» **Stored data**
★ ★ ★ ★ ★
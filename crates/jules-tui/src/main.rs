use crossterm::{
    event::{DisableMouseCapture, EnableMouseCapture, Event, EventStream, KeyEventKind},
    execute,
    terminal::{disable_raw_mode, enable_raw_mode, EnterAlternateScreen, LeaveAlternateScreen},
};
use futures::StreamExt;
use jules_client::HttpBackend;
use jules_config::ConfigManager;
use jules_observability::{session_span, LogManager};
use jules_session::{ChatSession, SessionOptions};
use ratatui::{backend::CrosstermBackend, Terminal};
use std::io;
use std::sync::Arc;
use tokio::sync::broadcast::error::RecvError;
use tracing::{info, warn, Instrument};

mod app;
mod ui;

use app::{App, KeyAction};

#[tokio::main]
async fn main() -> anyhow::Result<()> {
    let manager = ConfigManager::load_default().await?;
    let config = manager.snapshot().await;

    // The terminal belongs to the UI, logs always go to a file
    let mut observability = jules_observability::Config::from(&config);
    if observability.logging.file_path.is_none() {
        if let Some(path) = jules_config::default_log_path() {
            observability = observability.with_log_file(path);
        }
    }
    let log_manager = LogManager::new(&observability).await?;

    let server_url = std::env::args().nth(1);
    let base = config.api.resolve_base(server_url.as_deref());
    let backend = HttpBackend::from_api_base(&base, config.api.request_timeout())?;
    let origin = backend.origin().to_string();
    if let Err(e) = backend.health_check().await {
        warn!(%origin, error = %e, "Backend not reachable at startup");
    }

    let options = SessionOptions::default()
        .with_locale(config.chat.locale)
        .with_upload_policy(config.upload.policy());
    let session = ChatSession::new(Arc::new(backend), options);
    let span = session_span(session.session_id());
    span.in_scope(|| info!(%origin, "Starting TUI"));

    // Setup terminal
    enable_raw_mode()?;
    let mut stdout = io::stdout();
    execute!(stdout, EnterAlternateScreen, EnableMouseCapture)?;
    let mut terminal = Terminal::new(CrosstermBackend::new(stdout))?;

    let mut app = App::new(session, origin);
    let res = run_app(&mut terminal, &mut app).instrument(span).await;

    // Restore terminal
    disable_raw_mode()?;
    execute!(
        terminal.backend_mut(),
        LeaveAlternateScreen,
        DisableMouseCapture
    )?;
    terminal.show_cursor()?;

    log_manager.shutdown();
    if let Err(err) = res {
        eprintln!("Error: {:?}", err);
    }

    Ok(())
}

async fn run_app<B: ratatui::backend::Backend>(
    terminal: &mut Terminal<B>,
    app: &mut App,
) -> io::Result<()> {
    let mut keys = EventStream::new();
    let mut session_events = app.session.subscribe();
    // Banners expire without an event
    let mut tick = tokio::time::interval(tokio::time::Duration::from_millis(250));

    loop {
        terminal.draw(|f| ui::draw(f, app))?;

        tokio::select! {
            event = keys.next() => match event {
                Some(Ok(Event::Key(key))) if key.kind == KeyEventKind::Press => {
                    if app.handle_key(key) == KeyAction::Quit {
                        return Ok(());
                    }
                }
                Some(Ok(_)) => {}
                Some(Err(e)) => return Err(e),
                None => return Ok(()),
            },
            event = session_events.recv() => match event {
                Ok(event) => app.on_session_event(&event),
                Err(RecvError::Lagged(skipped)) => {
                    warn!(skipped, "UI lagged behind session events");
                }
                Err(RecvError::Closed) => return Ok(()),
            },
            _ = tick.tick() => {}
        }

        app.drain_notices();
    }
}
★ ★ ★ ★ ★
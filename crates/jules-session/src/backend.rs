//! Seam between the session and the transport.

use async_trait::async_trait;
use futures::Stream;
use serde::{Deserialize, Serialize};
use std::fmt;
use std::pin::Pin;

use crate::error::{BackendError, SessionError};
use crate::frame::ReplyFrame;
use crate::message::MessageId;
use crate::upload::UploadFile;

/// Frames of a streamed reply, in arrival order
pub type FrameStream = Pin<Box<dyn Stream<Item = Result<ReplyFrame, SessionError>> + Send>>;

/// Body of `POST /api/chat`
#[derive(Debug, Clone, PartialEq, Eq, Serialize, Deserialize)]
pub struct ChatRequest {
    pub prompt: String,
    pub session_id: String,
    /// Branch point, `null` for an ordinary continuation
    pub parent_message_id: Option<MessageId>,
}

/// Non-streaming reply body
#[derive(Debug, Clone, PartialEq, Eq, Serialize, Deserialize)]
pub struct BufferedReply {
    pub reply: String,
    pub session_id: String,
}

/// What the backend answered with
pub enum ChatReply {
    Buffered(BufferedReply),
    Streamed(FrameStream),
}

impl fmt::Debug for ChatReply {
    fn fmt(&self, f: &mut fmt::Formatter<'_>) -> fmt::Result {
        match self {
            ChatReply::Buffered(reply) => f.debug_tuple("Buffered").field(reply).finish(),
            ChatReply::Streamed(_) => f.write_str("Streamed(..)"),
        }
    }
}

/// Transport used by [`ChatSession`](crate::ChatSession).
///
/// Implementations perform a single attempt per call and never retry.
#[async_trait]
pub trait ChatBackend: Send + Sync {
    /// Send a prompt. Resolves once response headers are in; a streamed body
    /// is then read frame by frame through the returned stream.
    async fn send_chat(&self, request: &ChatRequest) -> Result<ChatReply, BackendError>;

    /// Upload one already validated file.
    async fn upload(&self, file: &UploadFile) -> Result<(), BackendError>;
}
★ ★ ★ ★ ★
» **Action item**
Take the line above containing "filename crates/jules-tui/src/main.rs", the line containing "use jules_config::ConfigManager;", and all lines in between, and copy them exactly without anything else.

» **Completed task**
filename crates/jules-tui/src/main.rs
use crossterm::{
    event::{DisableMouseCapture, EnableMouseCapture, Event, EventStream, KeyEventKind},
    execute,
    terminal::{disable_raw_mode, enable_raw_mode, EnterAlternateScreen, LeaveAlternateScreen},
};
use futures::StreamExt;
use jules_client::HttpBackend;
use jules_config::ConfigManager;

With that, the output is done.